*** Dataset extract Section Begins ***

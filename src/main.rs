use anyhow::{bail, Context, Result};
use clap::Parser;
use std::fs::OpenOptions;
use std::path::{Path, PathBuf};
use std::sync::Mutex;
use tracing::{error, info, level_filters::LevelFilter, warn};
use tracing_subscriber::{layer::SubscriberExt, util::SubscriberInitExt, EnvFilter};

use sparkify_etl::config::{self, AppConfig, FileConfig};
use sparkify_etl::etl::{run_pipeline, EtlError, TracingReporter};
use sparkify_etl::warehouse::SqliteWarehouse;

fn parse_path(s: &str) -> Result<PathBuf, String> {
    let path_buf = PathBuf::from(s);
    let original_path = match path_buf.canonicalize() {
        Ok(path) => path,
        Err(msg) => {
            if msg.kind() == std::io::ErrorKind::NotFound {
                path_buf
            } else {
                return Err(format!("Error resolving path '{}': {}", s, msg));
            }
        }
    };
    if original_path.is_absolute() {
        return Ok(original_path);
    }
    let cwd = std::env::current_dir().map_err(|e| format!("Failed to get current dir: {}", e))?;
    Ok(cwd.join(original_path))
}

#[derive(Parser, Debug)]
#[clap(about = "Loads song catalog and listening-event JSON files into a SQLite star schema")]
struct CliArgs {
    /// Path to TOML configuration file. Values in the file override CLI arguments.
    #[clap(long, value_parser = parse_path)]
    pub config: Option<PathBuf>,

    /// Root directory of the song catalog files [default: data/song_data].
    #[clap(long, value_parser = parse_path)]
    pub song_data: Option<PathBuf>,

    /// Root directory of the event-log files [default: data/log_data].
    #[clap(long, value_parser = parse_path)]
    pub log_data: Option<PathBuf>,

    /// Path to the SQLite warehouse database, created if missing [default: sparkify.db].
    #[clap(long, value_parser = parse_path)]
    pub db: Option<PathBuf>,

    /// Extension of the files to load, without the dot [default: json].
    #[clap(long)]
    pub extension: Option<String>,

    /// File that log lines are appended to [default: etl.log].
    #[clap(long)]
    pub log_file: Option<PathBuf>,

    /// Roll back and skip files that fail instead of stopping the run.
    #[clap(long)]
    pub continue_on_error: bool,

    /// Do not run data-quality checks before writing batches.
    #[clap(long)]
    pub skip_quality_checks: bool,
}

/// Convert CLI args to CliConfig for config resolution
impl From<&CliArgs> for config::CliConfig {
    fn from(args: &CliArgs) -> Self {
        config::CliConfig {
            song_data_dir: args.song_data.clone(),
            log_data_dir: args.log_data.clone(),
            db_path: args.db.clone(),
            extension: args.extension.clone(),
            log_file: args.log_file.clone(),
            continue_on_error: args.continue_on_error,
            skip_quality_checks: args.skip_quality_checks,
        }
    }
}

fn init_tracing(log_file: &Path) -> Result<()> {
    let file = OpenOptions::new()
        .create(true)
        .append(true)
        .open(log_file)
        .with_context(|| format!("Failed to open log file {:?}", log_file))?;

    tracing_subscriber::registry()
        .with(tracing_subscriber::fmt::layer())
        .with(
            tracing_subscriber::fmt::layer()
                .with_ansi(false)
                .with_writer(Mutex::new(file)),
        )
        .with(
            EnvFilter::builder()
                .with_default_directive(LevelFilter::INFO.into())
                .with_env_var("LOG_LEVEL")
                .from_env_lossy(),
        )
        .try_init()
        .context("Failed to install tracing subscriber")
}

fn log_warehouse_summary(warehouse: &SqliteWarehouse) -> Result<()> {
    info!("Warehouse contents:");
    for (table, count) in warehouse.table_counts()? {
        info!("  {}: {} rows", table, count);
    }

    let duplicates = warehouse.duplicate_time_rows()?;
    if duplicates > 0 {
        warn!(
            "time table holds {} rows with an already present timestamp",
            duplicates
        );
    }
    Ok(())
}

fn run(
    cli_args: &CliArgs,
    cli_config: &config::CliConfig,
    file_config: Option<FileConfig>,
) -> Result<()> {
    // Resolve final configuration (TOML overrides CLI)
    let app_config = AppConfig::resolve(cli_config, file_config)?;

    if let Some(path) = &cli_args.config {
        info!("Loaded configuration from {:?}", path);
    }
    info!("Configuration loaded:");
    info!("  song_data_dir: {:?}", app_config.song_data_dir);
    info!("  log_data_dir: {:?}", app_config.log_data_dir);
    info!("  db_path: {:?}", app_config.db_path);
    info!("  extension: {}", app_config.extension);
    info!("  continue_on_error: {}", app_config.continue_on_error);
    info!("  quality_checks: {}", app_config.quality_checks);

    if !app_config.db_path.exists() {
        info!("Creating new warehouse database at {:?}", app_config.db_path);
    }
    let warehouse = SqliteWarehouse::open(&app_config.db_path)?;

    let reporter = TracingReporter;
    let summary = run_pipeline(
        &app_config.song_data_dir,
        &app_config.log_data_dir,
        app_config.driver_options(),
        &warehouse,
        &reporter,
    )?;

    log_warehouse_summary(&warehouse)?;

    if summary.failed_files() > 0 {
        for (path, reason) in summary
            .catalog
            .failed_files
            .iter()
            .chain(summary.events.failed_files.iter())
        {
            warn!("  skipped {}: {}", path.display(), reason);
        }
        bail!("{} files could not be loaded", summary.failed_files());
    }
    Ok(())
}

fn main() -> Result<()> {
    let cli_args = CliArgs::parse();
    let cli_config: config::CliConfig = (&cli_args).into();

    let file_config = cli_args.config.as_deref().map(FileConfig::load).transpose();

    // A broken config file still gets its error into the CLI or default log file.
    let log_file = config::log_file_path(
        &cli_config,
        file_config.as_ref().ok().and_then(|c| c.as_ref()),
    );
    init_tracing(&log_file)?;

    let result = file_config.and_then(|file_config| run(&cli_args, &cli_config, file_config));
    if let Err(err) = &result {
        // Pipeline errors were already logged by the reporter.
        if err.downcast_ref::<EtlError>().is_none() {
            error!("Error in ETL process: {:#}", err);
        }
    }
    result
}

*** Dataset extract Section Ends ***

• **The problem**
Scan the material above for "into". Copy every line where it appears.

• **Answer below**
#[clap(about = "Loads song catalog and listening-event JSON files into a SQLite star schema")]
                .with_default_directive(LevelFilter::INFO.into())
    let cli_config: config::CliConfig = (&cli_args).into();
    // A broken config file still gets its error into the CLI or default log file.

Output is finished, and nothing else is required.